The future of fish is uncertain. For the first time in history, fishers are faced with the possibility of being excluded from their historic fishing grounds — displaced for conservation and other economic opportunities. But, fishers see and touch more of the ocean than any other stakeholder and should be considered an important ally in ocean monitoring, management, and conservation. The eOceans® Smart Fishery Tracker™ was designed to help position fishers in this role, to effectively and efficiently improve their efforts, eliminate the barriers that lead to unreported and unregulated fisheries, and enable them to play a critical role in the management and conservation of our ocean.
Fishers have been the primary ocean explorers and knowledge holders throughout history. Photo: Erik Lukas, Ocean Image Bank.
A brief history — fish formed global economies
Throughout history, fishers have been the primary ocean explorers and knowledge holders.
For thousands of years, fishers fished without markedly depleting ocean health, but as fish became a commodity – to power global economies – fisheries rapidly expanded. While governments subsidized industrialized techniques to maximize exploitation efficiency and profit, they often dismissed local fishers' concerns regarding declining populations.
These concerns have often proved true decades later, necessitating these same governments to reduce quotas and implement moratoriums across diverse species groups with varying degrees of failure and success.
Future of fish is uncertain.
Today, the future of fish and overall ocean health is uncertain.
The future of fish is uncertain after centuries of misuse combined with growing climate change impacts and the fervent push to grow the ocean economy.

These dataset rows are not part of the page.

pub mod article;
pub mod comment;
pub mod health;

use axum::Router;

use crate::state::AppState;

/// Build the site route tree.
///
/// Route hierarchy:
///
/// ```text
/// /                                   article list
/// /articles/create                    article create (GET, POST)
/// /articles/{id}                      article detail
/// /articles/{id}/update               article update (GET, POST)
/// /articles/{id}/delete               article delete (GET, POST)
/// /articles/{id}/comments/create      comment create (GET, POST)
///
/// /comments                           comment list, newest first
/// /comments/{id}/update               comment update (GET, POST)
/// /comments/{id}/delete               comment delete (GET, POST)
/// ```
pub fn site_routes() -> Router<AppState> {
    Router::new()
        .merge(article::router())
        .merge(comment::router())
}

For the last Photo: Ahmed Fareed, Unsplash.
After centuries of misuse combined with growing climate change impacts and the fervent push to grow the ocean economy, the ocean and its value to humans are expected to degrade rapidly if business-as-usual continues (Doney et al. 2009; Hoegh-Guldberg 2015; Oliver et al. 2018; Mendenhall et al. 2020). For these reasons, coastal countries are expanding ocean monitoring, management, and conservation strategies to balance ocean health with economic uses (Douvere 2008; Foley et al. 2010).

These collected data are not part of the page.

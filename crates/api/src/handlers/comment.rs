//! Handlers for comments.
//!
//! The comment form names its article by title; the title is resolved to a
//! stored article during validation.

use axum::extract::{Path, State};
use axum::http::StatusCode;
use axum::response::{IntoResponse, Redirect, Response};
use axum::Form;
use gazette_core::comment::{bind_article, BoundComment, CommentForm};
use gazette_core::error::CoreError;
use gazette_core::types::DbId;
use gazette_core::validation::FieldErrors;
use gazette_db::models::comment::Comment;
use gazette_db::repositories::{ArticleRepo, CommentRepo};

use super::article::ensure_article;
use super::render;
use crate::error::{AppError, AppResult};
use crate::state::AppState;
use crate::views::{CommentCreatePage, CommentDeletePage, CommentListPage, CommentUpdatePage};

const LIST_URL: &str = "/comments";

/* --------------------------------------------------------------------------
Helpers
-------------------------------------------------------------------------- */

/// Fetch a comment by id or return 404.
async fn ensure_comment(pool: &gazette_db::DbPool, id: DbId) -> AppResult<Comment> {
    CommentRepo::find_by_id(pool, id)
        .await?
        .ok_or(AppError::Core(CoreError::NotFound {
            entity: "Comment",
            id,
        }))
}

/// Run the configured field rules, then resolve the article title.
async fn check_comment(
    state: &AppState,
    form: &CommentForm,
) -> AppResult<Result<BoundComment, FieldErrors>> {
    let checked = state.validator.check_comment(form);
    let resolved = ArticleRepo::find_by_title(&state.pool, form.article.trim())
        .await?
        .map(|a| a.id);
    Ok(bind_article(checked, resolved))
}

/* --------------------------------------------------------------------------
Read
-------------------------------------------------------------------------- */

/// GET /comments
///
/// Newest first.
pub async fn list(State(state): State<AppState>) -> AppResult<Response> {
    let comments = CommentRepo::list(&state.pool).await?;
    render(&state, StatusCode::OK, &CommentListPage { comments })
}

/* --------------------------------------------------------------------------
Create
-------------------------------------------------------------------------- */

/// GET /articles/{id}/comments/create
pub async fn create_form(
    State(state): State<AppState>,
    Path(article_id): Path<DbId>,
) -> AppResult<Response> {
    let article = ensure_article(&state.pool, article_id).await?;
    let articles = ArticleRepo::list(&state.pool).await?;
    let form = CommentForm::initial(&article.title);
    render(
        &state,
        StatusCode::OK,
        &CommentCreatePage {
            article,
            form,
            errors: FieldErrors::new(),
            articles,
        },
    )
}

/// POST /articles/{id}/comments/create
///
/// The submitted `article` title decides ownership; on success the response
/// redirects to that article's page.
pub async fn create(
    State(state): State<AppState>,
    Path(article_id): Path<DbId>,
    Form(form): Form<CommentForm>,
) -> AppResult<Response> {
    let article = ensure_article(&state.pool, article_id).await?;

    match check_comment(&state, &form).await? {
        Ok(bound) => {
            let comment = CommentRepo::create(&state.pool, &bound.into()).await?;
            tracing::info!(
                comment_id = comment.id,
                article_id = comment.article_id,
                "Comment created"
            );
            Ok(Redirect::to(&format!("/articles/{}", comment.article_id)).into_response())
        }
        Err(errors) => {
            tracing::debug!(article_id, %errors, "Comment create rejected");
            let articles = ArticleRepo::list(&state.pool).await?;
            render(
                &state,
                StatusCode::UNPROCESSABLE_ENTITY,
                &CommentCreatePage {
                    article,
                    form,
                    errors,
                    articles,
                },
            )
        }
    }
}

/* --------------------------------------------------------------------------
Update
-------------------------------------------------------------------------- */

/// GET /comments/{id}/update
pub async fn update_form(
    State(state): State<AppState>,
    Path(id): Path<DbId>,
) -> AppResult<Response> {
    let comment = ensure_comment(&state.pool, id).await?;
    let articles = ArticleRepo::list(&state.pool).await?;
    let form = comment.to_form();
    render(
        &state,
        StatusCode::OK,
        &CommentUpdatePage {
            comment,
            form,
            errors: FieldErrors::new(),
            articles,
        },
    )
}

/// POST /comments/{id}/update
pub async fn update(
    State(state): State<AppState>,
    Path(id): Path<DbId>,
    Form(form): Form<CommentForm>,
) -> AppResult<Response> {
    let comment = ensure_comment(&state.pool, id).await?;

    match check_comment(&state, &form).await? {
        Ok(bound) => {
            let updated = CommentRepo::update(&state.pool, id, &bound.into())
                .await?
                .ok_or(AppError::Core(CoreError::NotFound {
                    entity: "Comment",
                    id,
                }))?;
            tracing::info!(
                comment_id = updated.id,
                article_id = updated.article_id,
                "Comment updated"
            );
            Ok(Redirect::to(LIST_URL).into_response())
        }
        Err(errors) => {
            tracing::debug!(comment_id = id, %errors, "Comment update rejected");
            let articles = ArticleRepo::list(&state.pool).await?;
            render(
                &state,
                StatusCode::UNPROCESSABLE_ENTITY,
                &CommentUpdatePage {
                    comment,
                    form,
                    errors,
                    articles,
                },
            )
        }
    }
}

/* --------------------------------------------------------------------------
Delete
-------------------------------------------------------------------------- */

/// GET /comments/{id}/delete
pub async fn delete_confirm(
    State(state): State<AppState>,
    Path(id): Path<DbId>,
) -> AppResult<Response> {
    let comment = ensure_comment(&state.pool, id).await?;
    render(&state, StatusCode::OK, &CommentDeletePage { comment })
}

/// POST /comments/{id}/delete
pub async fn delete(State(state): State<AppState>, Path(id): Path<DbId>) -> AppResult<Response> {
    let deleted = CommentRepo::delete(&state.pool, id).await?;
    if !deleted {
        return Err(AppError::Core(CoreError::NotFound {
            entity: "Comment",
            id,
        }));
    }

    tracing::info!(comment_id = id, "Comment deleted");
    Ok(Redirect::to(LIST_URL).into_response())
}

However, getting these decisions right is not trivial.
Ocean monitoring, management, and conservation needs fishers.
Fishers comprise one of the most diverse and largest ocean stakeholder/rightsholder groups by number, area they cover, and time spent at sea.
They see and touch more of the ocean than any other group. By all accounts, fishers are on the frontlines of ocean change, and, with few exceptions, their lives, livelihoods, and communities depend on fish populations that are abundant.
Thus, fishers should be considered an important ally in ocean monitoring, management, and conservation (Gutiérrez et al. 2011).
Yet, a history of misinformation, broken trust, and unsustainable practices (Worm et al. 2013; Agnew et al. 2009; Ward-Paige et al. 2013), has dissolved relationships and pitted fishers against other stakeholders, scientists, and decision makers (Pomeroy et al. 2007; Spijkers et al. 2018; Mendenhall et al. 2020).
Gathering perspectives.
To understand the contemporary situation, we deployed three approaches.
First, we reviewed available materials on fisheries written by scientists, managers, and fishers, including scientific and gray literature and online documentation (e.g., social media, blogs).
Second, we casually interviewed fishers, fisheries observers, non-fishers in fishing communities, managers, marine and social scientists, and non-governmental organizations that deal with fisheries. We also attended public events (e.g., conferences, town hall meetings) where fisheries-related regulations were discussed (e.g., marine protected areas, quotes, moratoriums). Our conversations covered 28 countries, but were primarily in Canada, the United States, Australia, New Zealand, and various Caribbean countries.
Third, we reviewed commercial fishing logbooks and analyzed large fisheries datasets to understand the value and limitations of the data that are collected by fishers, and worked with the fishers who collected the data to uncover their interests.
From these perspectives, we developed a series of analyses that comprise the Smart Fishery Tracker™ tool.
Fishers are influential, and increasingly marginalized.
Our investigations revealed that fishers are still generally regarded as influential in coastal communities, but that their role is in flux.
As discussions evolve about what activities are or will be permitted in the ocean, fishers are faced with the possibility of being excluded from historic fishing grounds for both conservation and economic opportunities (e.g., aquaculture, energy).
Fishers are also feeling targeted by increased fisheries monitoring, where they fear their data will be used against them and they object to the invasion of privacy.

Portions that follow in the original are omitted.